Notre Histoire s'écrit -aussi- en Slovénie

22 Février 2013, 21:40pm

Publié par Marianne

Tous les peuples européens sont confrontés aux mêmes impasses néo-libérales et partout la révolte gronde.


Ces révoltes sont généralement occultées par les médias, et au mieux l’on n’y trouve  que l’écho de leurs aspects les plus spectaculaires. Seuls des articles parus dans le Monde diplomatique, des revues spécialisées ou militantes permettent de comprendre le sens de ces révoltes et leur parenté profonde.


La Slovénie, jusqu’à une période récente, était la « succes story » d’un pays « ex-communiste » qui validait, par l’exemple, les bienfaits de l’intégration dans l’Union européenne et de l’adoption des politiques libérales. Le parcours de ce petit pays, de son appartenance à l’ex-Yougoslavie à la crise actuelle, démontre en fait le caractère destructeur de la voie libérale dans laquelle tous les pays d’Europe se sont fourvoyés.

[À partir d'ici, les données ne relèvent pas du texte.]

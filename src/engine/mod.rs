//! Engine loop: archive loading and the per-tick update

mod state;
mod wad;

pub use state::{GameState, MOVE_STEP, START_HEALTH, TURN_STEP};
pub use wad::{classify, ArchiveKind, IWAD_MAGIC, PWAD_MAGIC};

use crate::error::Result;
use crate::input::InputState;

/// Owns the game state and the identity of the loaded archive
#[derive(Debug, Default)]
pub struct Engine {
    state: GameState,
    archive: Option<LoadedArchive>,
}

#[derive(Debug, Clone, Copy, PartialEq, Eq)]
pub struct LoadedArchive {
    pub kind: ArchiveKind,
    pub size: usize,
}

impl Engine {
    /// Engine with nothing loaded; ticks do nothing until `load` succeeds
    pub fn new() -> Self {
        Self::default()
    }

    pub fn state(&self) -> &GameState {
        &self.state
    }

    pub fn state_mut(&mut self) -> &mut GameState {
        &mut self.state
    }

    pub fn archive(&self) -> Option<LoadedArchive> {
        self.archive
    }

    /// Identify `wad` and start a fresh session.
    ///
    /// On a bad magic nothing changes: the previous state (or the unloaded
    /// state) stays in place.
    pub fn load(&mut self, wad: &[u8]) -> Result<ArchiveKind> {
        let kind = match classify(wad) {
            Ok(kind) => kind,
            Err(e) => {
                tracing::error!("Invalid WAD format! ({})", e);
                return Err(e);
            },
        };
        tracing::info!("{} detected ({} bytes)", kind, wad.len());

        self.archive = Some(LoadedArchive {
            kind,
            size: wad.len(),
        });
        self.state.reset();
        Ok(kind)
    }

    /// Asset stage after `load`. Textures, sprites, maps and sounds are not
    /// decoded yet, so this only reports what would be loaded from.
    pub fn load_assets(&self) {
        match self.archive {
            Some(archive) => tracing::info!(
                "Loading game assets from {} ({} bytes): nothing to decode yet",
                archive.kind,
                archive.size
            ),
            None => tracing::warn!("load_assets called before a WAD was loaded"),
        }
    }

    /// One engine tick. Reads the held buttons once, then updates.
    pub fn tick(&mut self, input: &InputState) {
        if !self.state.is_active() {
            return;
        }
        let keys = input.current_keys();
        self.state.tick(keys);
    }
}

L’histoire récente de la Slovénie constitue un miroir dans lequel nous pouvons reconnaître les mécanismes qui mènent l’Europe à la même crise économique, sociale et politique.

Le mirage du capitalisme

 

En 1991, la Slovénie et la Croatie, les deux Etats les plus riches de la Yougoslavie, déclarent unilatéralement leur indépendance. L’économie yougoslave a suivi les mêmes tendances que celle des pays occidentaux : une forte croissance jusqu’à la fin des années 1970, qui va élever considérablement le niveau de vie ; la hausse du prix du pétrole puis l’augmentation des taux d’intérêt au début des années 1980, vont provoquer un endettement important et une décennie de crise économique. Les pays les plus riches de la Fédération ne veulent plus participer à la redistribution des ressources.

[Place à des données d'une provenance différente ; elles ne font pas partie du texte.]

use super::palette::{CEILING, CROSSHAIR, FLOOR, WALL};
use super::Effect;
use crate::display::Framebuffer;
use crate::engine::GameState;

const WALL_COUNT: i32 = 10;
const WALL_SPACING: i32 = 32;
const WALL_WIDTH: i32 = 30;
const WALL_TOP: i32 = 50;
const WALL_HEIGHT: i32 = 100;
const STRIP_HEIGHT: i32 = 50;
const CROSSHAIR_ARM: i32 = 10;

/// Placeholder scene until real map rendering exists: a row of wall blocks
/// scrolling right one pixel per frame between a ceiling and floor strip,
/// with a crosshair in the middle.
#[derive(Debug, Default)]
pub struct Corridor;

impl Corridor {
    pub fn new() -> Self {
        Self
    }
}

impl Effect for Corridor {
    fn render(&self, fb: &mut Framebuffer, frame: u16, _state: &GameState) {
        let width = fb.width() as i32;
        let height = fb.height() as i32;

        for i in 0..WALL_COUNT {
            let x = (i * WALL_SPACING + frame as i32) % width;
            fb.fill_rect(x, WALL_TOP, WALL_WIDTH, WALL_HEIGHT, WALL);
        }

        fb.fill_rect(0, height - STRIP_HEIGHT, width, STRIP_HEIGHT, FLOOR);
        fb.fill_rect(0, 0, width, STRIP_HEIGHT, CEILING);

        let cx = width / 2;
        let cy = height / 2;
        fb.draw_line(cx - CROSSHAIR_ARM, cy, cx + CROSSHAIR_ARM, cy, CROSSHAIR);
        fb.draw_line(cx, cy - CROSSHAIR_ARM, cx, cy + CROSSHAIR_ARM, CROSSHAIR);
    }

    fn name(&self) -> &str {
        "Corridor"
    }
}

#[cfg(test)]
mod tests {
    use super::*;
    use crate::display::HeapRegion;

    #[test]
    fn test_layout() {
        let mut fb = Framebuffer::initialize(320, 240, &mut HeapRegion).unwrap();
        Corridor::new().render(&mut fb, 0, &GameState::new());

        assert_eq!(fb.get_pixel(5, 10), Some(CEILING));
        assert_eq!(fb.get_pixel(5, 230), Some(FLOOR));
        // First wall at x=0..30 for frame 0
        assert_eq!(fb.get_pixel(0, 60), Some(WALL));
        assert_eq!(fb.get_pixel(160, 120), Some(CROSSHAIR));
        assert_eq!(fb.get_pixel(150, 120), Some(CROSSHAIR));
        assert_eq!(fb.get_pixel(160, 130), Some(CROSSHAIR));
    }

    #[test]
    fn test_walls_scroll_with_frame() {
        let mut fb = Framebuffer::initialize(320, 240, &mut HeapRegion).unwrap();
        Corridor::new().render(&mut fb, 3, &GameState::new());
        assert_ne!(fb.get_pixel(2, 60), Some(WALL));
        assert_eq!(fb.get_pixel(3, 60), Some(WALL));
    }
}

La déclaration d’indépendance des deux République prend place entre la chute du mur de Berlin (16 novembre 1989) et celle de l’URSS (dissolution le 26 décembre 1991). L’Allemagne et le Vatican s’empressent de reconnaître les deux nouvelles Républiques. Les autres Etats européens, les Etats-Unis, le FMI… étaient plutôt au départ favorable au maintien d’une Yougoslavie qui aurait troqué le socialisme autogestionnaire pour le capitalisme libéral ; mais ils ont entériné le fait accompli d’une sécession qui allait entraîner inexorablement l’explosion de la Yougoslavie, avec son cortège de guerres et d’épurations ethniques.


L’Allemagne est intéressée par « l’indépendance » de ces pays dont l’industrie est performante, mais dont le coût de la main-d’œuvre est tout de même inférieur à celui qui prévaut en Europe occidentale. Le Vatican, pour sa part, considère que le dogme et le salut des âmes ne sont jamais mieux servis que par une politique très terrestre de défense de ses intérêts matériels et géopolitiques : Slovénie et Croatie sont deux Etats à majorité catholique.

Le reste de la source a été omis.